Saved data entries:
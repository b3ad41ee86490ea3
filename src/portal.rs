//! Wiring between identity, the event channel and the query cache.
//!
//! The channel never touches the cache on its own. The notification handler
//! registered here is the only coupling: each pushed notification bumps the
//! unread badge and invalidates the notification tags so subscribed
//! notification lists refetch.

use std::sync::Arc;

use serde_json::Value;
use tokio::sync::watch;
use tokio::task::JoinHandle;
use tracing::{Instrument, debug, info, info_span, warn};

use crate::cache::{KeyError, Query, QueryCache, Tag};
use crate::channel::{EventChannel, EventHandler};
use crate::identity::IdentitySource;
use crate::types::{NOTIFICATION_EVENT, NotificationEvent, UserId};

/// Unread notification badge.
#[derive(Debug, Clone)]
pub struct UnreadCounter {
    sender: Arc<watch::Sender<u64>>,
}

impl UnreadCounter {
    pub fn new() -> Self {
        let (sender, _) = watch::channel(0);
        Self {
            sender: Arc::new(sender),
        }
    }

    pub fn get(&self) -> u64 {
        *self.sender.borrow()
    }

    pub fn increment(&self) -> u64 {
        let mut value = 0;
        self.sender.send_modify(|count| {
            *count = count.saturating_add(1);
            value = *count;
        });
        value
    }

    pub fn mark_all_read(&self) {
        self.sender.send_if_modified(|count| std::mem::take(count) != 0);
    }

    pub fn watch(&self) -> watch::Receiver<u64> {
        self.sender.subscribe()
    }
}

impl Default for UnreadCounter {
    fn default() -> Self {
        Self::new()
    }
}

/// Which pushed event counts as a notification and what it invalidates.
#[derive(Debug, Clone, PartialEq)]
pub struct PortalConfig {
    pub notification_event: String,
    pub notification_tags: Vec<Tag>,
    /// Read used for the notification list, e.g. `GET /notifications`.
    pub notifications_endpoint: String,
}

impl Default for PortalConfig {
    fn default() -> Self {
        Self {
            notification_event: NOTIFICATION_EVENT.to_string(),
            notification_tags: vec![Tag::new("Notifications")],
            notifications_endpoint: "GET /notifications".to_string(),
        }
    }
}

impl From<&crate::config::PortalSettings> for PortalConfig {
    fn from(settings: &crate::config::PortalSettings) -> Self {
        Self {
            notification_event: settings.notification_event.clone(),
            notification_tags: settings
                .notification_tags
                .iter()
                .map(|tag| Tag::new(tag.as_str()))
                .collect(),
            notifications_endpoint: settings.notifications_endpoint.clone(),
        }
    }
}

/// Keeps the channel session and the cache in step with the signed-in user.
#[derive(Clone)]
pub struct PortalSync {
    cache: QueryCache,
    channel: EventChannel,
    unread: UnreadCounter,
    config: Arc<PortalConfig>,
}

impl PortalSync {
    pub fn new(cache: QueryCache, channel: EventChannel, config: PortalConfig) -> Self {
        Self {
            cache,
            channel,
            unread: UnreadCounter::new(),
            config: Arc::new(config),
        }
    }

    pub fn cache(&self) -> &QueryCache {
        &self.cache
    }

    pub fn channel(&self) -> &EventChannel {
        &self.channel
    }

    pub fn identity(&self) -> &IdentitySource {
        self.cache.identity()
    }

    pub fn unread(&self) -> &UnreadCounter {
        &self.unread
    }

    /// The notification list query, tagged so pushed notifications refresh it.
    pub fn notifications_query(&self) -> Result<Query, KeyError> {
        Ok(Query::new(&self.config.notifications_endpoint)?
            .provides(self.config.notification_tags.iter()))
    }

    /// Follows identity changes until the identity source is dropped.
    ///
    /// Applies the current identity first, so a user signed in before
    /// `start` still gets a session.
    pub fn start(&self) -> JoinHandle<()> {
        let portal = self.clone();
        let mut identity = self.identity().watch();
        tokio::spawn(
            async move {
                let current = identity.borrow_and_update().clone();
                portal.apply_identity(current).await;
                while identity.changed().await.is_ok() {
                    let current = identity.borrow_and_update().clone();
                    portal.apply_identity(current).await;
                }
                debug!("Identity source dropped; portal sync stopped");
            }
            .instrument(info_span!("portal_sync")),
        )
    }

    /// Opens, switches or closes the channel for `user`.
    pub async fn apply_identity(&self, user: Option<UserId>) {
        let Some(user) = user else {
            let had_session = self.channel.current_user().is_some();
            self.channel.close().await;
            if had_session {
                self.cache.reset();
                self.unread.mark_all_read();
                info!("Signed out; channel closed and cache reset");
            }
            return;
        };

        let previous = self.channel.current_user();
        if previous.as_ref() == Some(&user) && self.channel.state().is_live() {
            return;
        }

        // The old session must be gone before the reset, and the new handler
        // in place before the new session connects.
        if previous.is_some_and(|previous| previous != user) {
            self.channel.close().await;
            self.cache.reset();
            self.unread.mark_all_read();
            info!(user = %user, "Switched user; cache reset");
        }
        let handlers = vec![(
            self.config.notification_event.clone(),
            self.notification_handler(),
        )];
        self.channel.open_with(user, handlers).await;
    }

    fn notification_handler(&self) -> EventHandler {
        let cache = self.cache.clone();
        let unread = self.unread.clone();
        let tags = self.config.notification_tags.clone();
        Arc::new(move |data: &Value| {
            cache.invalidate_tags(&tags);
            match serde_json::from_value::<NotificationEvent>(data.clone()) {
                Ok(event) => {
                    let count = unread.increment();
                    debug!(kind = %event.kind, unread = count, "Notification received");
                }
                Err(error) => {
                    warn!(error = %error, "Notification payload did not decode");
                }
            }
        })
    }
}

_Exercise details_. All of the data above should be set down word for word.

_Solution to the exercise_.
repository b3ad41ee86490ea3
filename src/portal.rs
//! Wiring between identity, the event channel and the query cache.
//!
//! The channel never touches the cache on its own. The notification handler
//! registered here is the only coupling: each pushed notification bumps the
//! unread badge and invalidates the notification tags so subscribed
//! notification lists refetch.

use std::sync::Arc;

use serde_json::Value;
use tokio::sync::watch;
use tokio::task::JoinHandle;
use tracing::{Instrument, debug, info, info_span, warn};

use crate::cache::{KeyError, Query, QueryCache, Tag};
use crate::channel::{EventChannel, EventHandler};
use crate::identity::IdentitySource;
use crate::types::{NOTIFICATION_EVENT, NotificationEvent, UserId};

/// Unread notification badge.
#[derive(Debug, Clone)]
pub struct UnreadCounter {
    sender: Arc<watch::Sender<u64>>,
}

impl UnreadCounter {
    pub fn new() -> Self {
        let (sender, _) = watch::channel(0);
        Self {
            sender: Arc::new(sender),
        }
    }

    pub fn get(&self) -> u64 {
        *self.sender.borrow()
    }

    pub fn increment(&self) -> u64 {
        let mut value = 0;
        self.sender.send_modify(|count| {
            *count = count.saturating_add(1);
            value = *count;
        });
        value
    }

    pub fn mark_all_read(&self) {
        self.sender.send_if_modified(|count| std::mem::take(count) != 0);
    }

    pub fn watch(&self) -> watch::Receiver<u64> {
        self.sender.subscribe()
    }
}

impl Default for UnreadCounter {
    fn default() -> Self {
        Self::new()
    }
}

/// Which pushed event counts as a notification and what it invalidates.
#[derive(Debug, Clone, PartialEq)]
pub struct PortalConfig {
    pub notification_event: String,
    pub notification_tags: Vec<Tag>,
    /// Read used for the notification list, e.g. `GET /notifications`.
    pub notifications_endpoint: String,
}

impl Default for PortalConfig {
    fn default() -> Self {
        Self {
            notification_event: NOTIFICATION_EVENT.to_string(),
            notification_tags: vec![Tag::new("Notifications")],
            notifications_endpoint: "GET /notifications".to_string(),
        }
    }
}

impl From<&crate::config::PortalSettings> for PortalConfig {
    fn from(settings: &crate::config::PortalSettings) -> Self {
        Self {
            notification_event: settings.notification_event.clone(),
            notification_tags: settings
                .notification_tags
                .iter()
                .map(|tag| Tag::new(tag.as_str()))
                .collect(),
            notifications_endpoint: settings.notifications_endpoint.clone(),
        }
    }
}

/// Keeps the channel session and the cache in step with the signed-in user.
#[derive(Clone)]
pub struct PortalSync {
    cache: QueryCache,
    channel: EventChannel,
    unread: UnreadCounter,
    config: Arc<PortalConfig>,
}

impl PortalSync {
    pub fn new(cache: QueryCache, channel: EventChannel, config: PortalConfig) -> Self {
        Self {
            cache,
            channel,
            unread: UnreadCounter::new(),
            config: Arc::new(config),
        }
    }

    pub fn cache(&self) -> &QueryCache {
        &self.cache
    }

    pub fn channel(&self) -> &EventChannel {
        &self.channel
    }

    pub fn identity(&self) -> &IdentitySource {
        self.cache.identity()
    }

    pub fn unread(&self) -> &UnreadCounter {
        &self.unread
    }

    /// The notification list query, tagged so pushed notifications refresh it.
    pub fn notifications_query(&self) -> Result<Query, KeyError> {
        Ok(Query::new(&self.config.notifications_endpoint)?
            .provides(self.config.notification_tags.iter()))
    }

    /// Follows identity changes until the identity source is dropped.
    ///
    /// Applies the current identity first, so a user signed in before
    /// `start` still gets a session.
    pub fn start(&self) -> JoinHandle<()> {
        let portal = self.clone();
        let mut identity = self.identity().watch();
        tokio::spawn(
            async move {
                let current = identity.borrow_and_update().clone();
                portal.apply_identity(current).await;
                while identity.changed().await.is_ok() {
                    let current = identity.borrow_and_update().clone();
                    portal.apply_identity(current).await;
                }
                debug!("Identity source dropped; portal sync stopped");
            }
            .instrument(info_span!("portal_sync")),
        )
    }

    /// Opens, switches or closes the channel for `user`.
    pub async fn apply_identity(&self, user: Option<UserId>) {
        let Some(user) = user else {
            let had_session = self.channel.current_user().is_some();
            self.channel.close().await;
            if had_session {
                self.cache.reset();
                self.unread.mark_all_read();
                info!("Signed out; channel closed and cache reset");
            }
            return;
        };

        let previous = self.channel.current_user();
        if previous.as_ref() == Some(&user) && self.channel.state().is_live() {
            return;
        }

        // The old session must be gone before the reset, and the new handler
        // in place before the new session connects.
        if previous.is_some_and(|previous| previous != user) {
            self.channel.close().await;
            self.cache.reset();
            self.unread.mark_all_read();
            info!(user = %user, "Switched user; cache reset");
        }
        let handlers = vec![(
            self.config.notification_event.clone(),
            self.notification_handler(),
        )];
        self.channel.open_with(user, handlers).await;
    }

    fn notification_handler(&self) -> EventHandler {
        let cache = self.cache.clone();
        let unread = self.unread.clone();
        let tags = self.config.notification_tags.clone();
        Arc::new(move |data: &Value| {
            cache.invalidate_tags(&tags);
            match serde_json::from_value::<NotificationEvent>(data.clone()) {
                Ok(event) => {
                    let count = unread.increment();
                    debug!(kind = %event.kind, unread = count, "Notification received");
                }
                Err(error) => {
                    warn!(error = %error, "Notification payload did not decode");
                }
            }
        })
    }
}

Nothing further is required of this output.